More random musings from Fat Roland. On his mind this month (as far as we can tell) is Poetry
In the words of the great Rudyard Kipling, “If you can keep your head when all about you are losing theirs, something something waffle waffle… you’ll be a flan, my son.” I guess that’s why he made exceedingly good cakes.
Poetry is one of our greatest art forms. Even more bestest than opera, ice sculptures and colouring books. Before Richard Branson invented vinyl records, there were only three possible hobbies. Number one: rolling a hoop with a stick down a coal mine. Number two: trying to win at hopscotch before your legs fell off from bubonic plague. Number three: being a poet like Keats or, er, one of the other famous poets. Essential accessories for an olde-timey poet included a quill, parchment, ruffs, smelling salts and RhymeZone.com.
Anyone can produce a poetry pamphlet. Write a load of hot garbage about rivers and puppies. All in Comic Sans. Then hand-bind it with string and chewing gum. Call it something like ‘Gushing Feelings’ or ‘The Syphilis Diaries’. Make sure you proofread it. Publishing anything without having it profread first is so irrisponsable.
People into electronic music don’t understand poetry. I’ll give you an example. Give me a word that rhymes with Moog, the legendary synthesiser manufacturer. Rogue? Fugue? Droog? Kylie Minogue? No-one knows. We don’t even know how to pronounce Depeche Mode. There’s a reason why synthesiser keys only go from A to G. Any more letters and our brains would exploge. Er, I mean, explode.

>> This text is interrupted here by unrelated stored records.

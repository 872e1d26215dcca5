//! The notification router: preference-gated fan-out with 200-char
//! truncation, plus the notification and settings surface of [`Social`].

use rusqlite::Connection;

use weave_db::queries::notifications;
use weave_types::notify::{Notification, NotificationEvent, NotificationSettings};
use weave_types::{NotificationId, UserId, MAX_NOTIFICATION_LEN};

use crate::{CoreError, Result, Social};

/// Persist a notification for the event's recipient, subject to their
/// preference toggles. Returns whether a row was created.
///
/// The settings row is created lazily (all-true) on first consultation.
pub(crate) fn route(conn: &Connection, event: &NotificationEvent) -> Result<bool> {
    if let Some(toggle) = event.kind.preference_gate() {
        let settings = ensure_settings(conn, event.recipient)?;
        if !settings.allows(toggle) {
            tracing::debug!(
                recipient = event.recipient,
                kind = event.kind.as_str(),
                "notification suppressed by preference"
            );
            return Ok(false);
        }
    }

    let content = truncate_content(&event.content);
    notifications::insert(
        conn,
        event.recipient,
        event.kind.as_str(),
        &content,
        event.related_id,
        weave_db::now(),
    )?;
    Ok(true)
}

/// Route an event after the primary action has committed. Failures are
/// logged and swallowed; they never surface to the caller.
pub(crate) fn route_swallow(conn: &Connection, event: &NotificationEvent) {
    if let Err(err) = route(conn, event) {
        tracing::warn!(
            recipient = event.recipient,
            kind = event.kind.as_str(),
            error = %err,
            "failed to persist notification"
        );
    }
}

/// Read the recipient's settings, creating the default row if absent.
pub(crate) fn ensure_settings(conn: &Connection, user_id: UserId) -> Result<NotificationSettings> {
    if let Some(settings) = notifications::get_settings(conn, user_id)? {
        return Ok(settings);
    }
    notifications::insert_default_settings(conn, user_id)?;
    Ok(NotificationSettings::default())
}

/// Truncate rendered content to the notification limit on a char boundary.
fn truncate_content(content: &str) -> String {
    if content.chars().count() <= MAX_NOTIFICATION_LEN {
        return content.to_string();
    }
    content.chars().take(MAX_NOTIFICATION_LEN).collect()
}

impl Social {
    /// The user's notifications, newest first.
    pub fn notifications(&self, user_id: UserId, limit: u32) -> Result<Vec<Notification>> {
        let rows = notifications::list(&self.conn, user_id, limit)?;
        rows.into_iter()
            .map(|row| {
                let kind = row
                    .kind
                    .parse()
                    .map_err(|e: String| CoreError::Persistence(weave_db::DbError::Constraint(e)))?;
                Ok(Notification {
                    notification_id: row.notification_id,
                    recipient: row.user_id,
                    kind,
                    content: row.content,
                    related_id: row.related_id,
                    created_at: row.created_at,
                    is_read: row.is_read,
                })
            })
            .collect()
    }

    /// Mark a notification read.
    pub fn mark_notification_read(&mut self, notification_id: NotificationId) -> Result<()> {
        if !notifications::mark_read(&self.conn, notification_id)? {
            return Err(CoreError::NotFound("notification".into()));
        }
        Ok(())
    }

    /// The user's notification preferences, created as all-true on first
    /// access.
    pub fn notification_settings(&mut self, user_id: UserId) -> Result<NotificationSettings> {
        ensure_settings(&self.conn, user_id)
    }

    /// Overwrite the user's notification preferences.
    pub fn set_notification_settings(
        &mut self,
        user_id: UserId,
        settings: NotificationSettings,
    ) -> Result<()> {
        notifications::update_settings(&self.conn, user_id, settings)?;
        Ok(())
    }
}
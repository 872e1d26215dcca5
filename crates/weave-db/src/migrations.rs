//! Database migration system.
//!
//! Schema version stored in `PRAGMA user_version`. Migrations are
//! forward-only.

use rusqlite::Connection;

use crate::{schema, DbError, Result, SCHEMA_VERSION};

/// Run all pending migrations.
pub fn run(conn: &Connection) -> Result<()> {
    let current_version: u32 = conn
        .pragma_query_value(None, "user_version", |row| row.get(0))
        .map_err(DbError::Sqlite)?;

    if current_version == 0 {
        // Fresh database — apply initial schema
        tracing::info!("Initializing database schema v{SCHEMA_VERSION}");
        conn.execute_batch(schema::SCHEMA_V1)
            .map_err(DbError::Sqlite)?;

        insert_system_user(conn)?;

        conn.pragma_update(None, "user_version", SCHEMA_VERSION)
            .map_err(DbError::Sqlite)?;
    } else if current_version < SCHEMA_VERSION {
        for version in (current_version + 1)..=SCHEMA_VERSION {
            tracing::info!("Running migration to v{version}");
            run_migration(conn, version)?;
            conn.pragma_update(None, "user_version", version)
                .map_err(DbError::Sqlite)?;
        }
    } else if current_version > SCHEMA_VERSION {
        return Err(DbError::Migration(format!(
            "Database version {current_version} is newer than supported {SCHEMA_VERSION}"
        )));
    }

    Ok(())
}

/// Insert the reserved system identity (user id 0).
///
/// Bans are recorded as blocks originating from this identity, so the row
/// must exist for the foreign key on `blocks.blocker_id`.
fn insert_system_user(conn: &Connection) -> Result<()> {
    conn.execute(
        "INSERT OR IGNORE INTO users (user_id, handle, reg_date, last_seen, is_private, bio)
         VALUES (0, 'system', 0, 0, 1, '')",
        [],
    )?;
    Ok(())
}

/// Run a specific migration.
fn run_migration(conn: &Connection, version: u32) -> Result<()> {
    match version {
        // Future migrations go here:
        // 2 => migration_v2(conn),
        _ => Err(DbError::Migration(format!(
            "Unknown migration version: {version}"
        ))),
    }
}

#[cfg(test)]
mod tests {
    use super::*;

    #[test]
    fn test_fresh_migration() {
        let conn = Connection::open_in_memory().expect("open");
        conn.execute_batch("PRAGMA foreign_keys = ON;")
            .expect("pragma");
        run(&conn).expect("migrate");

        let version: u32 = conn
            .pragma_query_value(None, "user_version", |row| row.get(0))
            .expect("version");
        assert_eq!(version, SCHEMA_VERSION);
    }

    #[test]
    fn test_idempotent_migration() {
        let conn = Connection::open_in_memory().expect("open");
        conn.execute_batch("PRAGMA foreign_keys = ON;")
            .expect("pragma");
        run(&conn).expect("first run");
        run(&conn).expect("second run should be no-op");
    }

    #[test]
    fn test_system_user_present() {
        let conn = Connection::open_in_memory().expect("open");
        run(&conn).expect("migrate");

        let handle: String = conn
            .query_row("SELECT handle FROM users WHERE user_id = 0", [], |row| {
                row.get(0)
            })
            .expect("query");
        assert_eq!(handle, "system");
    }

    #[test]
    fn test_tables_created() {
        let conn = Connection::open_in_memory().expect("open");
        run(&conn).expect("migrate");

        let expected_tables = [
            "users",
            "friends",
            "blocks",
            "groups",
            "group_members",
            "live_streams",
            "posts",
            "hashtags",
            "post_hashtags",
            "reactions",
            "comments",
            "bookmarks",
            "stories",
            "notifications",
            "notification_settings",
            "achievements",
            "currencies",
            "marketplace",
            "ads",
            "reports",
            "admins",
        ];

        for table in &expected_tables {
            let count: i64 = conn
                .query_row(
                    "SELECT COUNT(*) FROM sqlite_master WHERE type='table' AND name=?1",
                    [table],
                    |row| row.get(0),
                )
                .unwrap_or_else(|_| panic!("table {table} check"));
            assert_eq!(count, 1, "Table '{table}' should exist");
        }
    }
}
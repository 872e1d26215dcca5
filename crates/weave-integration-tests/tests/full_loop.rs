//! Integration test: one full community lifecycle.
//!
//! Walks a small community through every surface in order:
//! 1. Registration, friending, a group, posts with tags and media
//! 2. Engagement: reactions, comments with mentions, bookmarks
//! 3. Economy: daily bonuses, a transfer, a marketplace sale
//! 4. Ads: submission, review, going live
//! 5. Moderation: a report and a ban, and what the ban hides

use weave_core::{CoreError, Social};
use weave_types::feed::FeedStrategy;
use weave_types::market::{AdminRole, ReportTarget};
use weave_types::notify::NotificationKind;
use weave_types::social::ReactionKind;
use weave_types::DAILY_BONUS;

#[test]
fn community_lifecycle() {
    let mut social = Social::open_memory().expect("store");

    // -- registration and the social graph --
    social.register(1, "alice", false, "gardener").expect("register");
    social.register(2, "bob", false, "").expect("register");
    social.register(3, "carla", true, "").expect("register");
    social.register(9, "mod", false, "").expect("register");
    social.appoint_admin(9, AdminRole::Moderator).expect("appoint");

    social.send_friend_request(1, 2).expect("friends");
    social.send_friend_request(2, 3).expect("request");
    social.respond_friend_request(3, 2, true).expect("accept");

    // -- a group with content --
    let group = social.create_group(1, "allotment", "veg talk", true).expect("group");
    social.join_group(2, group).expect("join");
    let group_post = social
        .create_post(1, "the #tomatoes are in", Some(group), None)
        .expect("post");
    let open_post = social.create_post(2, "weekend #tomatoes sauce", None, None).expect("post");

    // -- engagement --
    social.react(2, group_post, ReactionKind::Love).expect("react");
    social.comment(2, group_post, "beautiful @alice").expect("comment");
    social.bookmark(2, group_post).expect("bookmark");

    let feed = social
        .compose_feed(2, FeedStrategy::Smart, 10, 0, None)
        .expect("feed");
    assert_eq!(feed.len(), 2);
    let trending = social.trending_hashtags(5).expect("trending");
    assert_eq!(trending[0].name, "tomatoes");
    assert_eq!(trending[0].post_count, 2);

    // Carla is outside the group and sees only her friend's open post.
    let carla_feed = social
        .compose_feed(3, FeedStrategy::Smart, 10, 0, None)
        .expect("feed");
    assert_eq!(carla_feed.len(), 1);
    assert_eq!(carla_feed[0].post_id, open_post);

    // -- economy --
    social.claim_daily_bonus(2).expect("bonus");
    social.claim_daily_bonus(3).expect("bonus");
    social.transfer(3, "bob", 4).expect("transfer");
    assert_eq!(social.balance(2).expect("balance"), DAILY_BONUS + 4);

    let item = social
        .create_market_item(1, "seedlings", "six pots", 8, None)
        .expect("list");
    social.buy_item(2, item).expect("buy");
    assert_eq!(social.balance(1).expect("balance"), 8);
    assert_eq!(social.balance(2).expect("balance"), DAILY_BONUS + 4 - 8);
    assert!(social.market_items(10, 0).expect("items").is_empty());

    // -- ads --
    let ad = social.create_ad(1, "seedlings every spring", 2, None).expect("ad");
    assert!(social.active_ads(10, 0).expect("ads").is_empty());
    social.review_ad(9, ad, true).expect("review");
    assert_eq!(social.active_ads(10, 0).expect("ads").len(), 1);

    // -- moderation --
    social
        .report(1, open_post, ReportTarget::Post, "too much sauce")
        .expect("report");
    assert_eq!(
        social.report_count(open_post, ReportTarget::Post).expect("count"),
        1
    );

    social.ban_user(9, "bob", "repeated spam").expect("ban");
    assert!(social.is_banned(2).expect("check"));
    assert!(social.profile(2).expect("profile").is_private);
    assert!(social
        .notifications(2, 50)
        .expect("list")
        .iter()
        .any(|n| n.kind == NotificationKind::Ban));

    // The spam post itself goes through moderation removal.
    social.delete_post(9, open_post).expect("delete");
    assert!(matches!(
        social.react(3, open_post, ReactionKind::Like),
        Err(CoreError::NotFound(_))
    ));

    // Alice's group post survives for the remaining members.
    assert!(social.can_access(1, group_post).expect("check"));
}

Thank your lucky trousers for rhyming acts like Annie Lennox and Ultravox. Or Yello and, er, Devo. Or New Order and, um, oh heck, Giorgio Mor-order?! The ultimate stanza bonanza is the Mancunian techno act 808 State. 808 rhymes with State, and State rhymes with 808, and it also works upside-down so that’s four rhymes right there. They had a hit single called ‘The Only Rhyme That Bites’ which taught us to never put our finger in MC Tunes’ mouth.
I know, I know, poetry doesn’t need to rhyme. Sometimes it has words like “flange” and “kerfuffle”, the two most unusual words in the English language apart from “sigue”, “sigue” and “sputnik”. A sub-genre of poetry is visual poetry, where words on the page form patterns. It’s dead clever. If you squint at this column, the text will blur into a shape of a desperate idiot ranting at a laptop on deadline day. Just sublime.
I’ll leave you with the greatest rhyme in electronic music history. No, not The Human League matching “tall tall tall” with “wall wall wall”. Not even Snap! pairing “dancer” with “cancer”. The peak poetry plaudit goes to 2 Unlimited who rhymed “techno” with “techno” with “techno” and “techno”. A heartbreaking work of staggering genius. They should be writing this column.